> _Data to examine_:
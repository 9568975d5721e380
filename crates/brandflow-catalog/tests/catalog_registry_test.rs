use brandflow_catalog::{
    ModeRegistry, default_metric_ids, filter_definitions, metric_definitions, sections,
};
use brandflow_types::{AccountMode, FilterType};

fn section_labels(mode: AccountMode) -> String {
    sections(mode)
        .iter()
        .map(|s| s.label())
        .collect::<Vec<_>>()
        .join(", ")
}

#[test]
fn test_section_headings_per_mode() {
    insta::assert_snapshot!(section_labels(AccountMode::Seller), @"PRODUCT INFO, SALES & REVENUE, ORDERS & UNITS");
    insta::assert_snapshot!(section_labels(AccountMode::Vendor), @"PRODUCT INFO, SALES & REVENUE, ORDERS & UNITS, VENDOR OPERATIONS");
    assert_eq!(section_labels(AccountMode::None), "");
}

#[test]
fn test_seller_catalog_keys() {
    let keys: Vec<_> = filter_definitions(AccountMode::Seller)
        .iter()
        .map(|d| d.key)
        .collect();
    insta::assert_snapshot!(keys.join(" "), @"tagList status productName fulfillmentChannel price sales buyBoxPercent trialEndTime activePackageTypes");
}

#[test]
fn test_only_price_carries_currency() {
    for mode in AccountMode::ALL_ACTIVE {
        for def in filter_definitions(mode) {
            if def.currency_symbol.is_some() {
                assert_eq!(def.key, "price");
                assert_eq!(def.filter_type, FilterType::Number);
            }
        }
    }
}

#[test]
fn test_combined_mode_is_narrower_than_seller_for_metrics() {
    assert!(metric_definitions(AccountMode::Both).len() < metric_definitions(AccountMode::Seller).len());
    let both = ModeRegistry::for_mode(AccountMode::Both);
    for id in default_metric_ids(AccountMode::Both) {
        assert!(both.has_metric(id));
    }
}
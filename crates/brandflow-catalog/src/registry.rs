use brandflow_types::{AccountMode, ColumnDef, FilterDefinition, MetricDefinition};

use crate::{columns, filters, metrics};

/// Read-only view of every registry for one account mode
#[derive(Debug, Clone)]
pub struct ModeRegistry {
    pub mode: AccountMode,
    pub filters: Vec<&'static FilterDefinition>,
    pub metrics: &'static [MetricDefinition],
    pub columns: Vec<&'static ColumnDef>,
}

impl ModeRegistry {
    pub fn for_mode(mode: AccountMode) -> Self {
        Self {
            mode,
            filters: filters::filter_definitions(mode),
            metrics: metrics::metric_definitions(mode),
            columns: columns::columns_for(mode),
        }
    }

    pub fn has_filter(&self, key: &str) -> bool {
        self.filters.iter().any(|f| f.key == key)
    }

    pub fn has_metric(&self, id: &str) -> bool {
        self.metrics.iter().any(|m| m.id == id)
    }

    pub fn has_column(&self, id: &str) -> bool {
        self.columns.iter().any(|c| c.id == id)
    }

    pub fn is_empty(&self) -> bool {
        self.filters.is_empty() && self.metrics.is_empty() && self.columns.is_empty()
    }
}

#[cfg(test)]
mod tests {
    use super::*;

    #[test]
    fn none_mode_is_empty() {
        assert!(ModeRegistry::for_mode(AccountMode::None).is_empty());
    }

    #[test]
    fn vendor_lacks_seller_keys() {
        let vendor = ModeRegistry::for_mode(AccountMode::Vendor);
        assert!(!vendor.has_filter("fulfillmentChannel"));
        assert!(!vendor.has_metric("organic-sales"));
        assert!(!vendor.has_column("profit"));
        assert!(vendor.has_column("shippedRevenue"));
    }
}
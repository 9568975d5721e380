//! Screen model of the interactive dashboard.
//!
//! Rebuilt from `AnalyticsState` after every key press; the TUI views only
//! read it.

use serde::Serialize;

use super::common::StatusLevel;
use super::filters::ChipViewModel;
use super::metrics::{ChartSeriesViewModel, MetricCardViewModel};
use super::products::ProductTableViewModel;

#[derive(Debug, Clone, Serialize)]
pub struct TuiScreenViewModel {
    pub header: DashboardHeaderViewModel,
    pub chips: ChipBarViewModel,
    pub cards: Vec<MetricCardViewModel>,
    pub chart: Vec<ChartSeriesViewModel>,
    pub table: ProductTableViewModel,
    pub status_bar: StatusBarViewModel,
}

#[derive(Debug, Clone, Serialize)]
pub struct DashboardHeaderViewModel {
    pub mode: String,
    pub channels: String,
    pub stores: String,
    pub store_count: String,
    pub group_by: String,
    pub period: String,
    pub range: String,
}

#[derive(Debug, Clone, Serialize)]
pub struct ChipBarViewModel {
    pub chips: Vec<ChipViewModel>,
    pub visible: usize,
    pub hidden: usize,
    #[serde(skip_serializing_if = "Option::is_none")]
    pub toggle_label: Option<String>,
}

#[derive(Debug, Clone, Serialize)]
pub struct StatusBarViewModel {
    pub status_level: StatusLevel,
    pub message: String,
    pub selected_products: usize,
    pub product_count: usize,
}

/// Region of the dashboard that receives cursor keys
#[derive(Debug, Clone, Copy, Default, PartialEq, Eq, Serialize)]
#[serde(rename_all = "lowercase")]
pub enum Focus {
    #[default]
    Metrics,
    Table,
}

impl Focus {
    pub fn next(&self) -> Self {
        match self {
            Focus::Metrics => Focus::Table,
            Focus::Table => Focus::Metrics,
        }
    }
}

> _Problem statement_: Among the entries, copy every line containing the word "serde".

> _Output for this exercise_:
use serde::Serialize;
    #[serde(skip_serializing_if = "Option::is_none")]
#[serde(rename_all = "lowercase")]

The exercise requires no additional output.